Data provided =>
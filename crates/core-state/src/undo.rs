use std::collections::hash_map::DefaultHasher;
use std::hash::Hasher;
use std::sync::atomic::{AtomicU64, Ordering};
use tracing::trace;

/// Default number of snapshots retained in undo history.
pub const UNDO_HISTORY_MAX: usize = 100;

/// Snapshot classification controlling coalescing.
#[derive(Clone, Copy, Debug, PartialEq, Eq)]
pub enum SnapshotKind {
    /// Start of a coalesced typing run.
    InsertRun,
    /// Discrete edit (delete, paste, selection replacement, value set).
    Edit,
}

/// Committed content plus selection at capture time.
#[derive(Clone, Debug, PartialEq, Eq)]
pub struct EditSnapshot {
    pub kind: SnapshotKind,
    pub text: String,
    pub anchor: usize,
    pub caret: usize,
    /// Content hash at capture, used to skip duplicate snapshots.
    pub hash: u64,
}

impl EditSnapshot {
    pub fn capture(kind: SnapshotKind, text: String, anchor: usize, caret: usize) -> Self {
        let hash = text_hash(&text);
        Self {
            kind,
            text,
            anchor,
            caret,
            hash,
        }
    }
}

/// Insert run state tracking.
#[derive(Debug, Clone, PartialEq, Eq)]
pub enum InsertRun {
    Inactive,
    Active { edits: u32 },
}

pub struct UndoEngine {
    undo_stack: Vec<EditSnapshot>,
    redo_stack: Vec<EditSnapshot>,
    insert_run: InsertRun,
    capacity: usize,
    /// Count of snapshots skipped due to identical successive content.
    undo_snapshots_skipped: AtomicU64,
}

impl Default for UndoEngine {
    fn default() -> Self {
        Self::new(UNDO_HISTORY_MAX)
    }
}

impl UndoEngine {
    pub fn new(capacity: usize) -> Self {
        Self {
            undo_stack: Vec::new(),
            redo_stack: Vec::new(),
            insert_run: InsertRun::Inactive,
            capacity: capacity.max(1),
            undo_snapshots_skipped: AtomicU64::new(0),
        }
    }

    pub fn undo_depth(&self) -> usize {
        self.undo_stack.len()
    }
    pub fn redo_depth(&self) -> usize {
        self.redo_stack.len()
    }
    pub fn insert_run(&self) -> &InsertRun {
        &self.insert_run
    }
    pub fn snapshots_skipped(&self) -> u64 {
        self.undo_snapshots_skipped.load(Ordering::Relaxed)
    }

    pub fn push_snapshot(&mut self, snap: EditSnapshot) {
        if let Some(last) = self.undo_stack.last()
            && last.hash == snap.hash
        {
            self.undo_snapshots_skipped.fetch_add(1, Ordering::Relaxed);
            trace!(
                target: "state.undo",
                undo_depth = self.undo_stack.len(),
                redo_depth = self.redo_stack.len(),
                hash = snap.hash,
                "snapshot_dedupe_skip"
            );
            return;
        }
        let hash = snap.hash;
        self.undo_stack.push(snap);
        trace!(
            target: "state.undo",
            undo_depth = self.undo_stack.len(),
            redo_depth = self.redo_stack.len(),
            hash,
            "push_snapshot"
        );
        if self.undo_stack.len() > self.capacity {
            let _ = self.undo_stack.remove(0);
            trace!(target: "state.undo", "undo_stack_trimmed");
        }
        if !self.redo_stack.is_empty() {
            self.redo_stack.clear();
            trace!(target: "state.undo", "redo_stack_cleared_on_new_edit");
        }
    }

    /// Snapshot once at the start of a typing run; later inserts in the run
    /// share it.
    pub fn begin_insert_coalescing(&mut self, snap: EditSnapshot) {
        match self.insert_run {
            InsertRun::Inactive => {
                self.push_snapshot(EditSnapshot {
                    kind: SnapshotKind::InsertRun,
                    ..snap
                });
                self.insert_run = InsertRun::Active { edits: 0 };
            }
            InsertRun::Active { .. } => {}
        }
    }

    pub fn end_insert_coalescing(&mut self) {
        self.insert_run = InsertRun::Inactive;
    }

    pub fn push_discrete_edit_snapshot(&mut self, snap: EditSnapshot) {
        self.end_insert_coalescing();
        self.push_snapshot(snap);
    }

    pub fn note_insert_edit(&mut self) {
        if let InsertRun::Active { edits } = &mut self.insert_run {
            *edits += 1;
        }
    }

    /// Swap `current` for the newest undo snapshot.
    pub fn undo(&mut self, current: EditSnapshot) -> Option<EditSnapshot> {
        self.end_insert_coalescing();
        let last = self.undo_stack.pop()?;
        trace!(
            target: "state.undo",
            undo_depth = self.undo_stack.len(),
            redo_depth = self.redo_stack.len(),
            "undo_pop"
        );
        self.redo_stack.push(current);
        Some(last)
    }

    pub fn redo(&mut self, current: EditSnapshot) -> Option<EditSnapshot> {
        self.end_insert_coalescing();
        let next = self.redo_stack.pop()?;
        trace!(
            target: "state.undo",
            redo_depth = self.redo_stack.len(),
            undo_depth = self.undo_stack.len(),
            "redo_pop"
        );
        self.undo_stack.push(current);
        Some(next)
    }

    /// Put back a snapshot taken by `undo`/`redo` whose application was vetoed.
    pub fn revert_undo(&mut self, taken: EditSnapshot) {
        self.redo_stack.pop();
        self.undo_stack.push(taken);
    }

    pub fn revert_redo(&mut self, taken: EditSnapshot) {
        self.undo_stack.pop();
        self.redo_stack.push(taken);
    }
}

fn text_hash(text: &str) -> u64 {
    let mut h = DefaultHasher::new();
    h.write(text.as_bytes());
    h.finish()
}

#[cfg(test)]
mod tests {
    use super::*;

    fn snap(text: &str, caret: usize) -> EditSnapshot {
        EditSnapshot::capture(SnapshotKind::Edit, text.to_string(), caret, caret)
    }

    #[test]
    fn typing_run_coalesces_into_one_snapshot() {
        let mut u = UndoEngine::default();
        u.begin_insert_coalescing(snap("", 0));
        u.note_insert_edit();
        u.begin_insert_coalescing(snap("a", 1));
        u.note_insert_edit();
        assert_eq!(u.undo_depth(), 1);
        assert_eq!(u.insert_run(), &InsertRun::Active { edits: 2 });
        let restored = u.undo(snap("ab", 2)).unwrap();
        assert_eq!(restored.text, "");
        assert_eq!(restored.kind, SnapshotKind::InsertRun);
        assert_eq!(u.redo_depth(), 1);
    }

    #[test]
    fn duplicate_content_is_skipped() {
        let mut u = UndoEngine::default();
        u.push_discrete_edit_snapshot(snap("abc", 3));
        u.push_discrete_edit_snapshot(snap("abc", 1));
        assert_eq!(u.undo_depth(), 1);
        assert_eq!(u.snapshots_skipped(), 1);
    }

    #[test]
    fn history_is_capped() {
        let mut u = UndoEngine::new(3);
        for i in 0..5 {
            u.push_discrete_edit_snapshot(snap(&"x".repeat(i), i));
        }
        assert_eq!(u.undo_depth(), 3);
        let oldest_kept = (0..3).fold(None, |_, _| u.undo(snap("cur", 0)));
        assert_eq!(oldest_kept.unwrap().text, "xx");
    }

    #[test]
    fn redo_round_trip_and_new_edit_clears_redo() {
        let mut u = UndoEngine::default();
        u.push_discrete_edit_snapshot(snap("a", 1));
        let back = u.undo(snap("ab", 2)).unwrap();
        assert_eq!(back.text, "a");
        let fwd = u.redo(back).unwrap();
        assert_eq!(fwd.text, "ab");
        u.undo(fwd).unwrap();
        u.push_discrete_edit_snapshot(snap("a!", 2));
        assert_eq!(u.redo_depth(), 0);
        assert!(u.redo(snap("a!", 2)).is_none());
    }

    #[test]
    fn vetoed_undo_is_reverted() {
        let mut u = UndoEngine::default();
        u.push_discrete_edit_snapshot(snap("a", 1));
        let taken = u.undo(snap("ab", 2)).unwrap();
        u.revert_undo(taken);
        assert_eq!((u.undo_depth(), u.redo_depth()), (1, 0));
    }
}
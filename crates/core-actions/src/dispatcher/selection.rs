use super::EditContext;
use crate::MenuPolicy;
use core_events::Invalidation;
use core_text::EditResult;
use tracing::trace;

/// Explicit selection. Out-of-range offsets clamp, ends inside a cluster
/// snap outward (a collapsed caret snaps to the cluster start), and
/// `start > end` selects backwards (the caret ends at `end`).
pub(crate) fn handle_set_selection(
    ctx: &mut EditContext<'_>,
    start: usize,
    end: usize,
    menu: MenuPolicy,
) -> EditResult<Invalidation> {
    let units = ctx.state.buffer.units();
    ctx.state.undo.end_insert_coalescing();
    ctx.state.selection.set_selection(start, end, &units);
    let range = ctx.state.selection.range();
    trace!(
        target: "actions.dispatch",
        op = "set_selection",
        start = range.start,
        end = range.end,
        ?menu,
        "selection"
    );
    ctx.listeners.fire_selection_change(range.start, range.end);
    Ok(Invalidation::SELECTION | Invalidation::CARET)
}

Activity =>
The lines to return are those holding the string "last" anywhere in the listing above.

Answer box =>
        if let Some(last) = self.undo_stack.last()
            && last.hash == snap.hash
        let last = self.undo_stack.pop()?;
        Some(last)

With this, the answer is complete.